Safety Study of VAL-083 and Radiotherapy in Patients With Newly Diagnosed GBM Having Unmethylated MGMT Expression

This study is not yet open for participant recruitment. (see Contacts and Locations)
Verified May 2017 by DelMar Pharmaceuticals, Inc.
Sponsor:
Collaborator:
Sun Yat-sen University
Information provided by (Responsible Party):
DelMar Pharmaceuticals, Inc.
ClinicalTrials.gov Identifier:
NCT03050736
First received: January 27, 2017
Last updated: May 1, 2017
Last verified: May 2017
  Purpose
The purpose of this Phase 2, open-label, single-arm study is to determine the safety and the maximal tolerated dose (MTD) of VAL-083 in combination with a standard of care radiation regimen when used to treat newly diagnosed GBM in patients with unmethylated promoter of the methylguanine-DNA methyltransferase (uMGMT) gene. Pharmacokinetic (PK) properties will be explored and tumor responses to treatment will be evaluated.

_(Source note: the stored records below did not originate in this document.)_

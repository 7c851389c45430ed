use std::fs;
use std::path::{Path, PathBuf};

use rustc_hash::FxHashMap;

use crate::errors::{GraphError, Result};

/// Synchronous asset reader used by the mesh, material and glTF loaders.
///
/// Paths are relative to whatever root the reader was created with.
pub trait AssetReader: Send + Sync {
    fn exists(&self, path: &str) -> bool;

    /// Reads the whole asset into memory.
    fn read_asset_vector(&self, path: &str) -> Result<Vec<u8>>;

    fn is_asset_dir(&self, path: &str) -> bool;

    /// Copies every asset under `src_dir` into `dst_dir` on disk, returning
    /// the number of files written.
    fn copy_assets_to(&self, src_dir: &str, dst_dir: &Path) -> Result<usize>;
}

/// Local file reader
pub struct FsAssetReader {
    root_path: PathBuf,
}

impl FsAssetReader {
    pub fn new(path: impl AsRef<Path>) -> Self {
        let path = path.as_ref();
        let root_path = if path.is_file() {
            path.parent().unwrap_or(Path::new(".")).to_path_buf()
        } else {
            path.to_path_buf()
        };
        Self { root_path }
    }

    #[inline]
    #[must_use]
    pub fn root_path(&self) -> &Path {
        &self.root_path
    }
}

fn copy_dir(src: &Path, dst: &Path) -> Result<usize> {
    fs::create_dir_all(dst)?;
    let mut copied = 0;
    for entry in fs::read_dir(src)? {
        let entry = entry?;
        let target = dst.join(entry.file_name());
        if entry.file_type()?.is_dir() {
            copied += copy_dir(&entry.path(), &target)?;
        } else {
            fs::copy(entry.path(), &target)?;
            copied += 1;
        }
    }
    Ok(copied)
}

impl AssetReader for FsAssetReader {
    fn exists(&self, path: &str) -> bool {
        self.root_path.join(path).exists()
    }

    fn read_asset_vector(&self, path: &str) -> Result<Vec<u8>> {
        let full = self.root_path.join(path);
        if !full.exists() {
            return Err(GraphError::AssetNotFound(path.to_string()));
        }
        if full.is_dir() {
            return Err(GraphError::AssetIsDirectory(path.to_string()));
        }
        Ok(fs::read(full)?)
    }

    fn is_asset_dir(&self, path: &str) -> bool {
        self.root_path.join(path).is_dir()
    }

    fn copy_assets_to(&self, src_dir: &str, dst_dir: &Path) -> Result<usize> {
        let src = self.root_path.join(src_dir);
        if !src.is_dir() {
            return Err(GraphError::AssetNotFound(src_dir.to_string()));
        }
        copy_dir(&src, dst_dir)
    }
}

/// In-memory reader keyed by `/`-separated paths.
///
/// A path is a directory when some stored asset lives below it.
#[derive(Debug, Default, Clone)]
pub struct MemoryAssetReader {
    files: FxHashMap<String, Vec<u8>>,
}

impl MemoryAssetReader {
    #[must_use]
    pub fn new() -> Self {
        Self::default()
    }

    /// Builder-style [`insert`](Self::insert).
    #[must_use]
    pub fn with_asset(mut self, path: impl Into<String>, data: impl Into<Vec<u8>>) -> Self {
        self.insert(path, data);
        self
    }

    pub fn insert(&mut self, path: impl Into<String>, data: impl Into<Vec<u8>>) {
        self.files.insert(path.into(), data.into());
    }

    fn dir_prefix(path: &str) -> String {
        format!("{}/", path.trim_end_matches('/'))
    }
}

impl AssetReader for MemoryAssetReader {
    fn exists(&self, path: &str) -> bool {
        self.files.contains_key(path) || self.is_asset_dir(path)
    }

    fn read_asset_vector(&self, path: &str) -> Result<Vec<u8>> {
        match self.files.get(path) {
            Some(data) => Ok(data.clone()),
            None if self.is_asset_dir(path) => Err(GraphError::AssetIsDirectory(path.to_string())),
            None => Err(GraphError::AssetNotFound(path.to_string())),
        }
    }

    fn is_asset_dir(&self, path: &str) -> bool {
        let prefix = Self::dir_prefix(path);
        self.files.keys().any(|key| key.starts_with(&prefix))
    }

    fn copy_assets_to(&self, src_dir: &str, dst_dir: &Path) -> Result<usize> {
        let prefix = Self::dir_prefix(src_dir);
        let mut copied = 0;
        for (key, data) in &self.files {
            let Some(relative) = key.strip_prefix(&prefix) else {
                continue;
            };
            let target = dst_dir.join(relative);
            if let Some(parent) = target.parent() {
                fs::create_dir_all(parent)?;
            }
            fs::write(target, data)?;
            copied += 1;
        }
        if copied == 0 {
            return Err(GraphError::AssetNotFound(src_dir.to_string()));
        }
        Ok(copied)
    }
}

#[cfg(test)]
mod tests {
    use super::*;

    #[test]
    fn memory_reader_distinguishes_files_and_dirs() {
        let reader = MemoryAssetReader::new()
            .with_asset("models/cube.glb", vec![1, 2, 3])
            .with_asset("models/textures/albedo.png", vec![4]);

        assert!(reader.exists("models/cube.glb"));
        assert!(reader.is_asset_dir("models"));
        assert!(reader.is_asset_dir("models/textures/"));
        assert!(!reader.is_asset_dir("models/cube.glb"));
        assert!(!reader.exists("models/sphere.glb"));

        assert_eq!(reader.read_asset_vector("models/cube.glb").unwrap(), vec![1, 2, 3]);
        assert!(matches!(
            reader.read_asset_vector("models"),
            Err(GraphError::AssetIsDirectory(_))
        ));
        assert!(matches!(
            reader.read_asset_vector("missing.bin"),
            Err(GraphError::AssetNotFound(_))
        ));
    }

    #[test]
    fn fs_reader_reads_and_copies() {
        let root = std::env::temp_dir().join(format!("lantern-assets-{}", std::process::id()));
        let src = root.join("src/shaders");
        fs::create_dir_all(&src).unwrap();
        fs::write(src.join("lit.mat"), b"mat").unwrap();

        let reader = FsAssetReader::new(root.join("src"));
        assert!(reader.exists("shaders/lit.mat"));
        assert!(reader.is_asset_dir("shaders"));
        assert_eq!(reader.read_asset_vector("shaders/lit.mat").unwrap(), b"mat");

        let dst = root.join("dst");
        assert_eq!(reader.copy_assets_to("shaders", &dst).unwrap(), 1);
        assert!(dst.join("lit.mat").is_file());

        fs::remove_dir_all(&root).unwrap();
    }
}
use glam::{Vec3, Vec4};

use super::bounds::BoundingBox;
use super::drawable::{Drawable, DrawableCore};
use crate::engine::{Entity, LightParams, LightType, RenderEngine};
use crate::errors::{GraphError, Result};

/// Homogeneous `w` below this is treated as a point at infinity.
const W_EPSILON: f32 = 1e-7;

/// Spot or point light positioned by the transforms above it.
#[derive(Debug, Clone)]
pub struct PositionalLight {
    core: DrawableCore,
    params: LightParams,
    initial_position: Vec4,
}

impl PositionalLight {
    /// Creates the light entity and its engine light component.
    pub fn new(engine: &mut dyn RenderEngine, params: LightParams) -> Result<Self> {
        if !params.light_type.is_positional() {
            return Err(GraphError::WrongKind {
                expected: "point or spot light",
                found: "sun or directional light",
            });
        }
        let entity = engine.create_entity();
        if let Err(e) = engine.create_light(entity, &params) {
            log::error!("Failed to create light component: {e}");
            engine.destroy_entity(entity);
            return Err(e);
        }
        Ok(Self {
            core: DrawableCore::new(entity, BoundingBox::default()),
            params,
            initial_position: params.position.extend(1.0),
        })
    }

    #[must_use]
    pub fn params(&self) -> &LightParams {
        &self.params
    }

    #[must_use]
    pub fn light_type(&self) -> LightType {
        self.params.light_type
    }

    /// Position in the light's own frame, before any transform.
    #[must_use]
    pub fn initial_position(&self) -> Vec3 {
        self.initial_position.truncate()
    }

    pub fn set_initial_position(&mut self, position: Vec3) {
        self.initial_position = position.extend(1.0);
    }
}

impl Drawable for PositionalLight {
    fn core(&self) -> &DrawableCore {
        &self.core
    }

    fn core_mut(&mut self) -> &mut DrawableCore {
        &mut self.core
    }

    fn pre_render(&mut self, engine: &mut dyn RenderEngine, renderables: &mut Vec<Entity>) {
        let p = self.core.final_matrix() * self.initial_position;
        if p.w.abs() > W_EPSILON {
            engine.set_light_position(self.core.entity(), p.truncate() / p.w);
        }
        renderables.push(self.core.entity());
    }

    fn release(&mut self, engine: &mut dyn RenderEngine) {
        if self.core.mark_released() {
            engine.destroy_entity(self.core.entity());
        }
    }
}
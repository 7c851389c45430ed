use glam::Mat4;

use super::bounds::BoundingBox;
use super::transform::Transform;
use crate::engine::{Entity, MaterialHandle, RenderEngine};

/// State shared by every drawable node.
#[derive(Debug, Clone)]
pub struct DrawableCore {
    entity: Entity,
    bounds: BoundingBox,
    /// World matrix written by the render traversal only.
    final_matrix: Mat4,
    internal: Option<Box<Transform>>,
    released: bool,
}

impl DrawableCore {
    #[must_use]
    pub fn new(entity: Entity, bounds: BoundingBox) -> Self {
        Self {
            entity,
            bounds,
            final_matrix: Mat4::IDENTITY,
            internal: None,
            released: false,
        }
    }

    #[inline]
    #[must_use]
    pub fn entity(&self) -> Entity {
        self.entity
    }

    #[inline]
    #[must_use]
    pub fn bounds(&self) -> &BoundingBox {
        &self.bounds
    }

    pub fn set_bounds(&mut self, bounds: BoundingBox) {
        self.bounds = bounds;
    }

    #[inline]
    #[must_use]
    pub fn final_matrix(&self) -> Mat4 {
        self.final_matrix
    }

    pub(crate) fn set_final_matrix(&mut self, matrix: Mat4) {
        self.final_matrix = matrix;
    }

    /// Transform applied after every inherited ancestor transform.
    #[must_use]
    pub fn internal_transform(&self) -> Option<&Transform> {
        self.internal.as_deref()
    }

    pub fn internal_transform_mut(&mut self) -> Option<&mut Transform> {
        self.internal.as_deref_mut()
    }

    /// Replaces the owned internal transform, returning the previous one.
    pub fn set_internal_transform(&mut self, transform: Option<Transform>) -> Option<Transform> {
        std::mem::replace(&mut self.internal, transform.map(Box::new)).map(|t| *t)
    }

    #[inline]
    #[must_use]
    pub fn is_released(&self) -> bool {
        self.released
    }

    /// Marks the core released. Returns `false` if it already was.
    pub(crate) fn mark_released(&mut self) -> bool {
        if self.released {
            return false;
        }
        self.released = true;
        self.internal = None;
        true
    }
}

/// A node that contributes engine entities to the render list.
pub trait Drawable {
    fn core(&self) -> &DrawableCore;

    fn core_mut(&mut self) -> &mut DrawableCore;

    fn entity(&self) -> Entity {
        self.core().entity()
    }

    fn final_matrix(&self) -> Mat4 {
        self.core().final_matrix()
    }

    /// Pushes the final matrix (and material) into the engine and appends
    /// the entities to draw.
    fn pre_render(&mut self, engine: &mut dyn RenderEngine, renderables: &mut Vec<Entity>);

    /// Releases engine-side resources. Calling it again does nothing.
    fn release(&mut self, engine: &mut dyn RenderEngine);

    fn as_materializable(&self) -> Option<&dyn Materializable> {
        None
    }

    fn as_materializable_mut(&mut self) -> Option<&mut dyn Materializable> {
        None
    }
}

/// A drawable whose material can be set, and overridden by a material
/// ancestor during traversal.
pub trait Materializable {
    /// The drawable's own material.
    fn material(&self) -> Option<MaterialHandle>;

    fn set_material(&mut self, material: Option<MaterialHandle>);

    /// Material of the part at `index`, for multi-part drawables.
    fn material_at(&self, index: usize) -> Option<MaterialHandle> {
        if index == 0 { self.material() } else { None }
    }

    fn set_material_at(&mut self, index: usize, material: Option<MaterialHandle>) {
        if index == 0 {
            self.set_material(material);
        }
    }

    /// Material imposed by the enclosing material node in the last traversal.
    fn material_override(&self) -> Option<MaterialHandle>;

    fn apply_material_override(&mut self, material: Option<MaterialHandle>);

    /// What actually gets drawn: the override if any, else the own material.
    fn effective_material(&self) -> Option<MaterialHandle> {
        self.material_override().or(self.material())
    }
}

/// Binds `material` to every primitive slot of `entity`.
pub(crate) fn bind_material(
    engine: &mut dyn RenderEngine,
    entity: Entity,
    material: MaterialHandle,
) {
    for primitive in 0..engine.primitive_count(entity) {
        engine.set_primitive_material(entity, primitive, material);
    }
}
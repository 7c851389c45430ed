//! Rendering Engine Boundary
//!
//! The scene graph never talks to a GPU. Everything it needs from the
//! underlying renderer goes through [`RenderEngine`], which is passed in
//! explicitly when a [`SceneGraph`](crate::scene::SceneGraph) is built.
//!
//! - [`RenderEngine`]: entities, transforms, renderables, lights, materials,
//!   textures, scenes, views and frame submission
//! - [`AssetReader`]: synchronous asset lookup used by the loaders
//! - [`HeadlessEngine`]: in-memory engine that records every call

pub mod assets;
pub mod headless;
pub mod types;

pub use assets::{AssetReader, FsAssetReader, MemoryAssetReader};
pub use headless::HeadlessEngine;
pub use types::{
    BufferHandle, CameraHandle, CompareFunc, CompareMode, Entity, FrameInfo, GltfAsset,
    GltfHandle, LightParams, LightType, MagFilter, MaterialHandle, MaterialParameter, MeshBuffers,
    MinFilter, SceneHandle, TextureHandle, TextureSampler, ViewHandle, WrapMode,
};

use glam::{Mat4, Vec3};

use crate::errors::Result;
use crate::scene::BoundingBox;

/// Operations the scene graph consumes from a rendering engine.
///
/// All calls are synchronous. Destroy calls on unknown handles must be
/// harmless, since resources can be shared between nodes.
pub trait RenderEngine {
    // ========================================================================
    // Entities & transforms
    // ========================================================================

    fn create_entity(&mut self) -> Entity;

    fn destroy_entity(&mut self, entity: Entity);

    /// Writes the local matrix of the entity's transform component.
    fn set_transform(&mut self, entity: Entity, matrix: Mat4);

    /// Parents `child`'s transform component to `parent` (or detaches it).
    fn set_transform_parent(&mut self, child: Entity, parent: Option<Entity>);

    // ========================================================================
    // Renderables
    // ========================================================================

    /// Attaches a renderable component with `primitives` material slots.
    fn create_renderable(
        &mut self,
        entity: Entity,
        bounds: &BoundingBox,
        primitives: usize,
    ) -> Result<()>;

    /// Number of primitive slots of the entity's renderable, 0 if none.
    fn primitive_count(&self, entity: Entity) -> usize;

    fn set_primitive_material(&mut self, entity: Entity, primitive: usize, material: MaterialHandle);

    fn primitive_material(&self, entity: Entity, primitive: usize) -> Option<MaterialHandle>;

    // ========================================================================
    // Lights
    // ========================================================================

    fn create_light(&mut self, entity: Entity, params: &LightParams) -> Result<()>;

    fn set_light_position(&mut self, entity: Entity, position: Vec3);

    // ========================================================================
    // Materials & textures
    // ========================================================================

    /// Builds a material from a compiled material package.
    fn create_material(&mut self, package: &[u8]) -> Result<MaterialHandle>;

    fn destroy_material(&mut self, material: MaterialHandle);

    fn set_material_parameter(
        &mut self,
        material: MaterialHandle,
        name: &str,
        value: MaterialParameter,
    );

    fn set_material_texture(
        &mut self,
        material: MaterialHandle,
        name: &str,
        texture: TextureHandle,
        sampler: TextureSampler,
    );

    /// Creates a 2D texture, uploading `pixels` when given.
    fn create_texture(
        &mut self,
        width: u32,
        height: u32,
        channels: u8,
        pixels: Option<&[u8]>,
    ) -> Result<TextureHandle>;

    fn destroy_texture(&mut self, texture: TextureHandle);

    // ========================================================================
    // Mesh & glTF loading hooks
    // ========================================================================

    /// Decodes a mesh blob into a renderable whose slots use `default_material`.
    fn load_mesh(
        &mut self,
        data: &[u8],
        default_material: Option<MaterialHandle>,
    ) -> Result<MeshBuffers>;

    fn destroy_buffer(&mut self, buffer: BufferHandle);

    fn load_gltf(&mut self, data: &[u8], binary: bool) -> Result<GltfAsset>;

    /// Destroys the asset together with the entities it created.
    fn destroy_gltf(&mut self, asset: GltfHandle);

    // ========================================================================
    // Scenes, views, frames
    // ========================================================================

    fn create_scene(&mut self) -> SceneHandle;

    fn destroy_scene(&mut self, scene: SceneHandle);

    fn scene_add_entities(&mut self, scene: SceneHandle, entities: &[Entity]);

    /// Number of entities in the scene, lights included.
    fn scene_entity_count(&self, scene: SceneHandle) -> usize;

    fn create_view(&mut self) -> ViewHandle;

    fn destroy_view(&mut self, view: ViewHandle);

    fn create_camera(&mut self) -> CameraHandle;

    fn destroy_camera(&mut self, camera: CameraHandle);

    fn set_view_scene(&mut self, view: ViewHandle, scene: Option<SceneHandle>);

    fn set_view_camera(&mut self, view: ViewHandle, camera: CameraHandle);

    /// Returns `false` when the swapchain cannot take a frame right now.
    fn begin_frame(&mut self) -> bool;

    fn render_view(&mut self, view: ViewHandle);

    fn end_frame(&mut self);
}
//! Reporting: sample aggregation and console rendering.
//!
//! This module provides:
//! - `summarize`: reduction of loop samples into a `RunReport`
//! - `render_text`: a console table of per-operation stats

pub mod aggregate;
pub mod text;

// Re-export key types
pub use aggregate::{percentile_nearest_rank, stats_from_durations, summarize, summarize_samples};
pub use text::{format_micros, render_text};
//! JSONL (JSON Lines) storage for run reports.

use std::fs::{File, OpenOptions};
use std::io::{BufRead, BufReader, Write};
use std::path::{Path, PathBuf};

use crate::BenchError;
use crate::backend::BackendKind;
use crate::core::schema::{RunReport, SCHEMA_VERSION};

/// JSONL writer/reader for run reports.
///
/// One report per line, so runs can be appended without rewriting the file.
#[derive(Debug, Clone)]
pub struct JsonlWriter {
    path: PathBuf,
}

impl JsonlWriter {
    /// The file is created on first append.
    pub fn new(path: impl AsRef<Path>) -> Self {
        JsonlWriter {
            path: path.as_ref().to_path_buf(),
        }
    }

    pub fn path(&self) -> &Path {
        &self.path
    }

    /// Append one report.
    ///
    /// # Errors
    /// Returns an error if:
    /// - The report's schema_version doesn't match SCHEMA_VERSION
    /// - File operations or serialization fail
    pub fn append(&self, report: &RunReport) -> Result<(), BenchError> {
        if report.schema_version != SCHEMA_VERSION {
            return Err(BenchError::Message(format!(
                "schema version mismatch: report has v{}, expected v{}",
                report.schema_version, SCHEMA_VERSION
            )));
        }

        if let Some(parent) = self.path.parent() {
            if !parent.as_os_str().is_empty() && !parent.exists() {
                std::fs::create_dir_all(parent)
                    .map_err(|e| BenchError::Message(format!("failed to create directory: {e}")))?;
            }
        }

        let mut file = OpenOptions::new()
            .create(true)
            .append(true)
            .open(&self.path)
            .map_err(|e| BenchError::Message(format!("failed to open file: {e}")))?;

        let json = serde_json::to_string(report)
            .map_err(|e| BenchError::Message(format!("failed to serialize report: {e}")))?;

        writeln!(file, "{}", json)
            .map_err(|e| BenchError::Message(format!("failed to write report: {e}")))?;

        tracing::debug!(path = %self.path.display(), record_id = %report.record_id, "appended report");
        Ok(())
    }

    pub fn read_all(&self) -> Result<Vec<RunReport>, BenchError> {
        self.read_filtered(None)
    }

    /// Read reports, optionally only those for one backend kind.
    ///
    /// # Errors
    /// Returns an error if the file doesn't exist, a line fails to parse, or a
    /// line carries a schema version this build does not read.
    pub fn read_filtered(
        &self,
        backend_kind: Option<BackendKind>,
    ) -> Result<Vec<RunReport>, BenchError> {
        if !self.path.exists() {
            return Err(BenchError::Message(format!(
                "file not found: {}",
                self.path.display()
            )));
        }

        let file = File::open(&self.path)
            .map_err(|e| BenchError::Message(format!("failed to open file: {e}")))?;

        let reader = BufReader::new(file);
        let mut reports = Vec::new();

        for (line_num, line_result) in reader.lines().enumerate() {
            let line = line_result.map_err(|e| {
                BenchError::Message(format!("failed to read line {}: {e}", line_num + 1))
            })?;

            if line.trim().is_empty() {
                continue;
            }

            let report: RunReport = serde_json::from_str(&line).map_err(|e| {
                BenchError::Message(format!("failed to parse line {}: {e}", line_num + 1))
            })?;
            if report.schema_version != SCHEMA_VERSION {
                return Err(BenchError::Message(format!(
                    "line {}: unsupported schema version v{}",
                    line_num + 1,
                    report.schema_version
                )));
            }

            if backend_kind.is_some_and(|kind| report.backend_kind != kind) {
                continue;
            }

            reports.push(report);
        }

        Ok(reports)
    }

    pub fn exists(&self) -> bool {
        self.path.exists()
    }

    /// Number of non-empty lines. Zero when the file is missing.
    pub fn count(&self) -> Result<usize, BenchError> {
        if !self.path.exists() {
            return Ok(0);
        }

        let file = File::open(&self.path)
            .map_err(|e| BenchError::Message(format!("failed to open file: {e}")))?;

        let reader = BufReader::new(file);
        let count = reader
            .lines()
            .map_while(Result::ok)
            .filter(|l| !l.trim().is_empty())
            .count();

        Ok(count)
    }
}
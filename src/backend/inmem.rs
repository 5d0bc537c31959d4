//! In-memory storage backend (`default` wallet type).

use std::collections::{BTreeMap, HashMap};
use std::sync::{Arc, Mutex, MutexGuard};

use crate::{BenchError, BenchResult};

use super::selector::BackendKind;
use super::traits::{ConnectionParams, StorageBackend, WalletStorage, wallet_name, wants_fresh};

#[derive(Debug, Default)]
struct WalletData {
    records: BTreeMap<(String, String), Vec<u8>>,
    metadata: Option<String>,
}

type SharedWallet = Arc<Mutex<WalletData>>;

/// Process-local wallet store.
///
/// Wallets live as long as the backend value. Reopening a wallet by name sees
/// the records written before, unless `fresh` is requested.
#[derive(Debug, Clone, Default)]
pub struct InMemoryBackend {
    wallets: Arc<Mutex<HashMap<String, SharedWallet>>>,
}

impl InMemoryBackend {
    pub fn new() -> Self {
        Self::default()
    }

    /// Names of wallets created so far.
    pub fn wallet_names(&self) -> Vec<String> {
        let mut names: Vec<String> = self
            .wallets
            .lock()
            .map(|w| w.keys().cloned().collect())
            .unwrap_or_default();
        names.sort();
        names
    }
}

impl StorageBackend for InMemoryBackend {
    fn kind(&self) -> BackendKind {
        BackendKind::Default
    }

    fn open(&self, params: &ConnectionParams) -> BenchResult<Box<dyn WalletStorage>> {
        let name = wallet_name(params).to_string();
        let mut wallets = self
            .wallets
            .lock()
            .map_err(|_| BenchError::BackendUnavailable("in-memory wallet registry poisoned".into()))?;
        if wants_fresh(params) {
            wallets.remove(&name);
        }
        let data = wallets.entry(name.clone()).or_default().clone();
        tracing::debug!(wallet = %name, "opened in-memory wallet");
        Ok(Box::new(InMemoryWallet {
            name,
            data,
            open: true,
        }))
    }
}

/// Handle to an in-memory wallet.
#[derive(Debug)]
pub struct InMemoryWallet {
    name: String,
    data: SharedWallet,
    open: bool,
}

impl InMemoryWallet {
    fn data(&self) -> BenchResult<MutexGuard<'_, WalletData>> {
        if !self.open {
            return Err(BenchError::Message(format!("wallet '{}' is closed", self.name)));
        }
        self.data
            .lock()
            .map_err(|_| BenchError::Message(format!("wallet '{}' lock poisoned", self.name)))
    }
}

fn key(category: &str, id: &str) -> (String, String) {
    (category.to_string(), id.to_string())
}

impl WalletStorage for InMemoryWallet {
    fn kind(&self) -> BackendKind {
        BackendKind::Default
    }

    fn name(&self) -> &str {
        &self.name
    }

    fn add(&mut self, category: &str, id: &str, value: &[u8]) -> BenchResult<()> {
        let mut data = self.data()?;
        let k = key(category, id);
        if data.records.contains_key(&k) {
            return Err(BenchError::Message(format!(
                "record {category}/{id} already exists"
            )));
        }
        data.records.insert(k, value.to_vec());
        Ok(())
    }

    fn get(&self, category: &str, id: &str) -> BenchResult<Option<Vec<u8>>> {
        Ok(self.data()?.records.get(&key(category, id)).cloned())
    }

    fn update(&mut self, category: &str, id: &str, value: &[u8]) -> BenchResult<()> {
        let mut data = self.data()?;
        match data.records.get_mut(&key(category, id)) {
            Some(slot) => {
                *slot = value.to_vec();
                Ok(())
            }
            None => Err(BenchError::Message(format!("record {category}/{id} not found"))),
        }
    }

    fn delete(&mut self, category: &str, id: &str) -> BenchResult<bool> {
        Ok(self.data()?.records.remove(&key(category, id)).is_some())
    }

    fn count(&self, category: &str) -> BenchResult<usize> {
        Ok(self
            .data()?
            .records
            .keys()
            .filter(|(c, _)| c == category)
            .count())
    }

    fn metadata(&self) -> BenchResult<Option<String>> {
        Ok(self.data()?.metadata.clone())
    }

    fn set_metadata(&mut self, metadata: &str) -> BenchResult<()> {
        self.data()?.metadata = Some(metadata.to_string());
        Ok(())
    }

    fn is_open(&self) -> bool {
        self.open
    }

    fn close(&mut self) -> BenchResult<()> {
        if self.open {
            self.open = false;
            tracing::debug!(wallet = %self.name, "closed in-memory wallet");
        }
        Ok(())
    }
}

#[cfg(test)]
mod tests {
    use super::*;
    use crate::backend::traits::{PARAM_FRESH, PARAM_WALLET_NAME};

    fn params(name: &str) -> ConnectionParams {
        ConnectionParams::from([(PARAM_WALLET_NAME.to_string(), name.to_string())])
    }

    #[test]
    fn test_add_get_update_delete() {
        let backend = InMemoryBackend::new();
        let mut w = backend.open(&params("w1")).unwrap();
        w.add("credential", "c1", b"v1").unwrap();
        assert!(w.add("credential", "c1", b"dup").is_err());
        assert_eq!(w.get("credential", "c1").unwrap(), Some(b"v1".to_vec()));
        w.update("credential", "c1", b"v2").unwrap();
        assert_eq!(w.get("credential", "c1").unwrap(), Some(b"v2".to_vec()));
        assert!(w.update("credential", "missing", b"x").is_err());
        assert_eq!(w.count("credential").unwrap(), 1);
        assert!(w.delete("credential", "c1").unwrap());
        assert!(!w.delete("credential", "c1").unwrap());
        assert_eq!(w.get("credential", "c1").unwrap(), None);
    }

    #[test]
    fn test_reopen_sees_records_unless_fresh() {
        let backend = InMemoryBackend::new();
        let mut w = backend.open(&params("w1")).unwrap();
        w.add("identity", "issuer", b"key").unwrap();
        w.close().unwrap();

        let w2 = backend.open(&params("w1")).unwrap();
        assert_eq!(w2.get("identity", "issuer").unwrap(), Some(b"key".to_vec()));

        let mut fresh = params("w1");
        fresh.insert(PARAM_FRESH.into(), "true".into());
        let w3 = backend.open(&fresh).unwrap();
        assert_eq!(w3.get("identity", "issuer").unwrap(), None);
        assert_eq!(backend.wallet_names(), vec!["w1".to_string()]);
    }

    #[test]
    fn test_closed_wallet_rejects_operations_and_close_is_idempotent() {
        let backend = InMemoryBackend::new();
        let mut w = backend.open(&params("w1")).unwrap();
        w.close().unwrap();
        w.close().unwrap();
        assert!(!w.is_open());
        assert!(w.get("a", "b").is_err());
        assert!(w.add("a", "b", b"c").is_err());
    }

    #[test]
    fn test_metadata_roundtrip() {
        let backend = InMemoryBackend::new();
        let mut w = backend.open(&params("w1")).unwrap();
        assert_eq!(w.metadata().unwrap(), None);
        w.set_metadata("{\"version\":1}").unwrap();
        assert_eq!(w.metadata().unwrap().as_deref(), Some("{\"version\":1}"));
    }
}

Condition Intervention Phase
Glioma
Glioblastoma
Glioblastoma Multiforme
GBM
Brain Cancer
Drug: VAL-083 (Dianhydrogalactitol)
Phase 2

Study Type: Interventional
Study Design: Intervention Model: Single Group Assignment
Masking: No masking
Primary Purpose: Treatment
Official Title: An Open Label Trial of Dianhydrogalactitol (VAL-083) and Radiation Therapy in Treatment of Newly Diagnosed GBM Patients With An Unmethylated Promoter of the Methylguanine-DNA Methyltransferase (MGMT) Gene

Resource links provided by NLM:


Further study details as provided by DelMar Pharmaceuticals, Inc.:

Primary Outcome Measures:
  • Efficacy evaluation of tumor response in patients, as measured by magnetic resonance imaging [ Time Frame: Every 42 days while receiving radiotherapy then every 63 days while remaining on study, from patient randomization until study discontinuation for up to 10 months ]
    Tumor response assessment via MRI, as long as patient continues to demonstrate response or stable disease and tolerates therapy.


Secondary Outcome Measures:
  • Safety evaluation of VAL-083 in combination with a standard radiation therapy, as determined by incidence of patient adverse events and changes in laboratory results, ECG and vital signs [ Time Frame: Every 30 days, from patient randomization through 28 days following last study treatment for up to 10 months ]
    To confirm the safety and tolerability of VAL-083 in combination with a standard of care radiation regimen. Safety will be assessed through summaries of AEs, changes in laboratory test results, ECGs, and changes in vital signs for all patients who receive any amount of VAL-083.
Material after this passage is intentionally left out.